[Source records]
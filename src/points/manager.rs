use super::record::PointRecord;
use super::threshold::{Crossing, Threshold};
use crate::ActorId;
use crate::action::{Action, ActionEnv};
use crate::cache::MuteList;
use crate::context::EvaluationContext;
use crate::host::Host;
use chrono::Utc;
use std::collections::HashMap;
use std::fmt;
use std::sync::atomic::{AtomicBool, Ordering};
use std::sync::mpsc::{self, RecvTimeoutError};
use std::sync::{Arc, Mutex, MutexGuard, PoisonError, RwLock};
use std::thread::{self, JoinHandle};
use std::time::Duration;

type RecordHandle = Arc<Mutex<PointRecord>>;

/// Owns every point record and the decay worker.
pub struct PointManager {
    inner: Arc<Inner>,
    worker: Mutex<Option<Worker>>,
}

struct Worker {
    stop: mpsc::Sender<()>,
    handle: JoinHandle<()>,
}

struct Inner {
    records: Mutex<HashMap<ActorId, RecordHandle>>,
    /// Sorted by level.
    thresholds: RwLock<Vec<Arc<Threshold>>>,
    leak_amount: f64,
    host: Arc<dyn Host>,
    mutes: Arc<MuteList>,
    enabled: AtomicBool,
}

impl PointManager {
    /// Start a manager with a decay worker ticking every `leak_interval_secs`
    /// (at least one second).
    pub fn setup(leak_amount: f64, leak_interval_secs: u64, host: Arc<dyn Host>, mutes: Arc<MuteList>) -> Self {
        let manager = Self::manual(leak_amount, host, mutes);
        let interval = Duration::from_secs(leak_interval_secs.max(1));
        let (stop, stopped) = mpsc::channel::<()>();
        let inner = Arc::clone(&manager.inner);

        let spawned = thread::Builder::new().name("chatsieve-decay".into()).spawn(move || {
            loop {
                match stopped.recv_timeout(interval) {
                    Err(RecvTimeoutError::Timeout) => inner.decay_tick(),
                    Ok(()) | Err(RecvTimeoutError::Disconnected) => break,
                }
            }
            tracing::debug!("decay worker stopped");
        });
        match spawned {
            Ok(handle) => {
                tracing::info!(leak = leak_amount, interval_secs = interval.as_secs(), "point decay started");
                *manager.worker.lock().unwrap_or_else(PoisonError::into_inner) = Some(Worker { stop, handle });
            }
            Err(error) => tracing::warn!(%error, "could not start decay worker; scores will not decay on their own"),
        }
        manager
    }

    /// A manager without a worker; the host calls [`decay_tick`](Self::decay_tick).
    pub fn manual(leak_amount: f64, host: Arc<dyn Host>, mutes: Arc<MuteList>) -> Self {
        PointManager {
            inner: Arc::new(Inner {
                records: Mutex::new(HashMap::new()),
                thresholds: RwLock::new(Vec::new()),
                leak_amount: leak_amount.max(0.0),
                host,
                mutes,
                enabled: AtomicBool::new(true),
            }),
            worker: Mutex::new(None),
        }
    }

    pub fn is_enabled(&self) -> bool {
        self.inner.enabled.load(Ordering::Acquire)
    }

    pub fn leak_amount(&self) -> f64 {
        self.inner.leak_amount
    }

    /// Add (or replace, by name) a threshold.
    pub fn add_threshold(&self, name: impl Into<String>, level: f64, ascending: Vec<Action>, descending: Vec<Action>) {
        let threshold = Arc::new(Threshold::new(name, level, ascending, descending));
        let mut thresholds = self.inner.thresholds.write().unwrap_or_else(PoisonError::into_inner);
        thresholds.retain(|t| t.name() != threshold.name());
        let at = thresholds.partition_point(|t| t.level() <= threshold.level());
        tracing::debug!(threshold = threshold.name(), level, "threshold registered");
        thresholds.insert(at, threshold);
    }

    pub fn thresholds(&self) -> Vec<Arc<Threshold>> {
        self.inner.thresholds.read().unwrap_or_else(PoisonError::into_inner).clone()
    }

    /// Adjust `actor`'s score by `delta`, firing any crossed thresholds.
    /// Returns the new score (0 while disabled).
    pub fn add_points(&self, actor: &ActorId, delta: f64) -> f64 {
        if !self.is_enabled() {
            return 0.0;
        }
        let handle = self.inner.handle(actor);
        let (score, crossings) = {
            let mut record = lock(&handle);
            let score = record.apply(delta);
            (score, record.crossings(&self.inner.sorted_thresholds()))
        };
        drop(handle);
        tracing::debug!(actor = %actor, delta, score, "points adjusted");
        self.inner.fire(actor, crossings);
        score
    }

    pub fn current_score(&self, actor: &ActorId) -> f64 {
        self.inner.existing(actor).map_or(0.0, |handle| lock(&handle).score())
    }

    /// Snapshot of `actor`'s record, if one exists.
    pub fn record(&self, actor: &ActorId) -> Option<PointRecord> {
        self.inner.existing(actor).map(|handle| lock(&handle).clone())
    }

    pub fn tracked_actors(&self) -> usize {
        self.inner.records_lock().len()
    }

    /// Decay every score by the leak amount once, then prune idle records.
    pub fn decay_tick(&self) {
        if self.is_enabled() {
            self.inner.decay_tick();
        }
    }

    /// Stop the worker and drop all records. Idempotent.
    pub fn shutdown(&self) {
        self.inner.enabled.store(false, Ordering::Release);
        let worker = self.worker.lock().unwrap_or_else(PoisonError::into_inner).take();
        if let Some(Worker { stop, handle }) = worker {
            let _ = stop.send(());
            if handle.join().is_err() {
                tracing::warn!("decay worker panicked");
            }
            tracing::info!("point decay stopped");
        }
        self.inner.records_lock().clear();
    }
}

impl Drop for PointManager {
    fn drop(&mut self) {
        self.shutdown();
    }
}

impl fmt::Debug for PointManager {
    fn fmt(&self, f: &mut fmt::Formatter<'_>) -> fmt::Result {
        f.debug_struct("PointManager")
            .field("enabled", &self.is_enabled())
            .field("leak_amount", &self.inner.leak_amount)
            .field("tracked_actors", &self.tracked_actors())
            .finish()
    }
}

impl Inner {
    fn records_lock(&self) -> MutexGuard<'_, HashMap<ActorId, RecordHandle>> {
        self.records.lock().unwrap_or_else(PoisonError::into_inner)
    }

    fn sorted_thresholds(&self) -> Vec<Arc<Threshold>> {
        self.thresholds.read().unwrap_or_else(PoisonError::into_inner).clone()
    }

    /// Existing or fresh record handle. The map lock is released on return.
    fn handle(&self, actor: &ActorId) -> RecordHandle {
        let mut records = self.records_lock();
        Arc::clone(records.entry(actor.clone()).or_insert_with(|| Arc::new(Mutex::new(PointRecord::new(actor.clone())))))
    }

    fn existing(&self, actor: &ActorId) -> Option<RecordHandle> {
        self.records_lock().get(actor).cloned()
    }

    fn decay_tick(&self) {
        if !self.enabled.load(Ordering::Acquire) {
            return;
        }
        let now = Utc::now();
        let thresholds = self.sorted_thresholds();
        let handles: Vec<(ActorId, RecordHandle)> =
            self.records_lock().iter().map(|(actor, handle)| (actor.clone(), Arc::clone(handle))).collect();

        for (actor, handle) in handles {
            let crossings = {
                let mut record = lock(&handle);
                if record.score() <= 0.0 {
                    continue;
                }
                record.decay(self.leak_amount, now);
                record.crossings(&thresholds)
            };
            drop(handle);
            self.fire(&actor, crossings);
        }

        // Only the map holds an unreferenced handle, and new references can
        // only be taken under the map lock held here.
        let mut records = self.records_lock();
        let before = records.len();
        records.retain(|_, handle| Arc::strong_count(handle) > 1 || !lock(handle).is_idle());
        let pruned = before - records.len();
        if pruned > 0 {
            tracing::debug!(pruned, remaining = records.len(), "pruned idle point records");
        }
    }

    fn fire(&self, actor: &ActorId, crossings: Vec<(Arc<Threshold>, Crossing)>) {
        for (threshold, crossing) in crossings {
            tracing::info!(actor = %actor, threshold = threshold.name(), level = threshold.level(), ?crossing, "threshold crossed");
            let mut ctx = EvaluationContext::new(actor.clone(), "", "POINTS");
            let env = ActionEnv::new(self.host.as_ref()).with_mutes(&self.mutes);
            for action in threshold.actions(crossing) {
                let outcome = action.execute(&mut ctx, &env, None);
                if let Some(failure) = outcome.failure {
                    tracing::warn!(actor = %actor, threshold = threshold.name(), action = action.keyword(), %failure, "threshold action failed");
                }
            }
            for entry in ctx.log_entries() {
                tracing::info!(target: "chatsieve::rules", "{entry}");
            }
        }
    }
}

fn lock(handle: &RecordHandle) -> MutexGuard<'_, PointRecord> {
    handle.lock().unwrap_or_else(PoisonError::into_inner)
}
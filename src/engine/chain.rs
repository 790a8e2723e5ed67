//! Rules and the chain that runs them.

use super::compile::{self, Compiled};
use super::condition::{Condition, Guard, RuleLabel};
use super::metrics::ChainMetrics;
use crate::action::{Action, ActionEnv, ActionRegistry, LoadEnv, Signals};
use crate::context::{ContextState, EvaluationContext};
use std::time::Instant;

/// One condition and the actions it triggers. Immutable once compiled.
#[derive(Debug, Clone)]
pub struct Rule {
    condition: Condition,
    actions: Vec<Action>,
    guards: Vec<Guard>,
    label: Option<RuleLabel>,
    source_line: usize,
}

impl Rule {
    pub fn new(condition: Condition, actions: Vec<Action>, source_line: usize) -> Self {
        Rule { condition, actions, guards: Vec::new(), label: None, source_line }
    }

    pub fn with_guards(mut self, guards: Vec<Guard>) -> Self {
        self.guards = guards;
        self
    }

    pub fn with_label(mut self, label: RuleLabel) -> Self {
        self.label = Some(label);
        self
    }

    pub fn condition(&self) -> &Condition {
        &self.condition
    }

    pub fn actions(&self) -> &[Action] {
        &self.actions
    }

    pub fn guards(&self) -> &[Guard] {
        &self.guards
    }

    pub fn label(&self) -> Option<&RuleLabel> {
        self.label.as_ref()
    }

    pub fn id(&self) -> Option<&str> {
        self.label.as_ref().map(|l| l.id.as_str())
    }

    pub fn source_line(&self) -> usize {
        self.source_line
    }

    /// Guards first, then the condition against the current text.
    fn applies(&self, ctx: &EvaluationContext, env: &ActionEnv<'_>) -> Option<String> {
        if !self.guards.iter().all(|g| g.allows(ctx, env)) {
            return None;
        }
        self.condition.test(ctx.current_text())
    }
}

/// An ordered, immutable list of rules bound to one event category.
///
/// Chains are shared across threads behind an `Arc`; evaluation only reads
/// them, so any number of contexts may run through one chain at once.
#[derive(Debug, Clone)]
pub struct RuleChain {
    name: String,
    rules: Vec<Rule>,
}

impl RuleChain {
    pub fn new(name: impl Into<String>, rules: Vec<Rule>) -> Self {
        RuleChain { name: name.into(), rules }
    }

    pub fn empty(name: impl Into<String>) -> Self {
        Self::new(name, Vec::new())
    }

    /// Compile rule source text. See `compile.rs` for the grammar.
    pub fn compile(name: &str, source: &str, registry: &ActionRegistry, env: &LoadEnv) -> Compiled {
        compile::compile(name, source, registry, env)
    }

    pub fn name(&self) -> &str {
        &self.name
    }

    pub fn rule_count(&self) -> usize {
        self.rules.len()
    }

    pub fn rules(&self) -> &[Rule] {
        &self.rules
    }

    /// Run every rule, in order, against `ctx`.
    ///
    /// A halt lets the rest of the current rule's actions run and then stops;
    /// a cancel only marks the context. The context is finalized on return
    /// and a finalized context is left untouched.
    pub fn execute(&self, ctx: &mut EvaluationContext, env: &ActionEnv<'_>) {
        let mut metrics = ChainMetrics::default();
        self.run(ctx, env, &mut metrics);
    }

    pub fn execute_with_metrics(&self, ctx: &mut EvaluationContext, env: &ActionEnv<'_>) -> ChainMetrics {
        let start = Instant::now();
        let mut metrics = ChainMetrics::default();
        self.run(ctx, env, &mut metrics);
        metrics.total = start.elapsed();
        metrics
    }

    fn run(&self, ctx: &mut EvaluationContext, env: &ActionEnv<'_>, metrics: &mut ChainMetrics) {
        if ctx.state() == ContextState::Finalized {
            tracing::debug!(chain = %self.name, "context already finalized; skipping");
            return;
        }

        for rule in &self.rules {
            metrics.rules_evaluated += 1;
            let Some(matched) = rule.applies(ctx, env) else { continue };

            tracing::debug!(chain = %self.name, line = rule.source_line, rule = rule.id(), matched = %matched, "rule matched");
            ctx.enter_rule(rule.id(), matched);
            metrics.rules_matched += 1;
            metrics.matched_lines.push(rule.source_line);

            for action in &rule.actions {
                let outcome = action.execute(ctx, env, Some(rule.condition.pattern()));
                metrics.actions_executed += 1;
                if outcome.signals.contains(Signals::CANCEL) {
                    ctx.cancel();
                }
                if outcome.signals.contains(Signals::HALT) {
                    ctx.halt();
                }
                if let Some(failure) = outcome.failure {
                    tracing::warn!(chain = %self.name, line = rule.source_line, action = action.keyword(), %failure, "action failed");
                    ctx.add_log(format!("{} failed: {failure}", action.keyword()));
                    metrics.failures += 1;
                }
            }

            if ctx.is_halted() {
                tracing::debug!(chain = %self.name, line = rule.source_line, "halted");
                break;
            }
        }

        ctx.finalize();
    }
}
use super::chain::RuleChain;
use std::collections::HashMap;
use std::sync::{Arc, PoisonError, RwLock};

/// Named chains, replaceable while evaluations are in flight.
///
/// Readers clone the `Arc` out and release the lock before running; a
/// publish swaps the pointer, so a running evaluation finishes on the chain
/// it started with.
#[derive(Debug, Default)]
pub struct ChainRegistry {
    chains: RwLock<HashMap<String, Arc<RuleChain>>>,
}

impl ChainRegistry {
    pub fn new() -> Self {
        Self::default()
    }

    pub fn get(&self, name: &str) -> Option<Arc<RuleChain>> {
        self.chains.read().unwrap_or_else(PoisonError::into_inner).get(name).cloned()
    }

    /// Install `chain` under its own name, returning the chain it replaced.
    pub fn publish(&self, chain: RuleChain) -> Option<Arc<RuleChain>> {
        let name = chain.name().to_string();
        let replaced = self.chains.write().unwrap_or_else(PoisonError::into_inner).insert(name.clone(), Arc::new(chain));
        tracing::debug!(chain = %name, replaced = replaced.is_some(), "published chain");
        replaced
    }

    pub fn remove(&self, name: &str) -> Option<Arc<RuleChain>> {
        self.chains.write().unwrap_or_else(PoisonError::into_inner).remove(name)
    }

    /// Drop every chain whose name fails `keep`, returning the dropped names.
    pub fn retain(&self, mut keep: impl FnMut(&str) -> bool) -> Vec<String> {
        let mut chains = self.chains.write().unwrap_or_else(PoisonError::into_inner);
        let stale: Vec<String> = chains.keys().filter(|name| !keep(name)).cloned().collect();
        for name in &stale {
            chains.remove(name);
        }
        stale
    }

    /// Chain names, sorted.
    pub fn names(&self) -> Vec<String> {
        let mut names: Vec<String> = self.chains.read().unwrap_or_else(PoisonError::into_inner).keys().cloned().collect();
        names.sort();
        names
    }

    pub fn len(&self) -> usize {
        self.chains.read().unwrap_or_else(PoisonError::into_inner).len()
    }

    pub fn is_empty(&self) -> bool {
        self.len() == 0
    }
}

→ **PROBLEM TO WORK ON**: Using the entries above, repeat only the lines from the one containing "use super::metrics::ChainMetrics;" through the one containing "use std::time::Instant;", end lines included.

→ **SOLUTION BELOW**:
use super::metrics::ChainMetrics;
use crate::action::{Action, ActionEnv, ActionRegistry, LoadEnv, Signals};
use crate::context::{ContextState, EvaluationContext};
use std::time::Instant;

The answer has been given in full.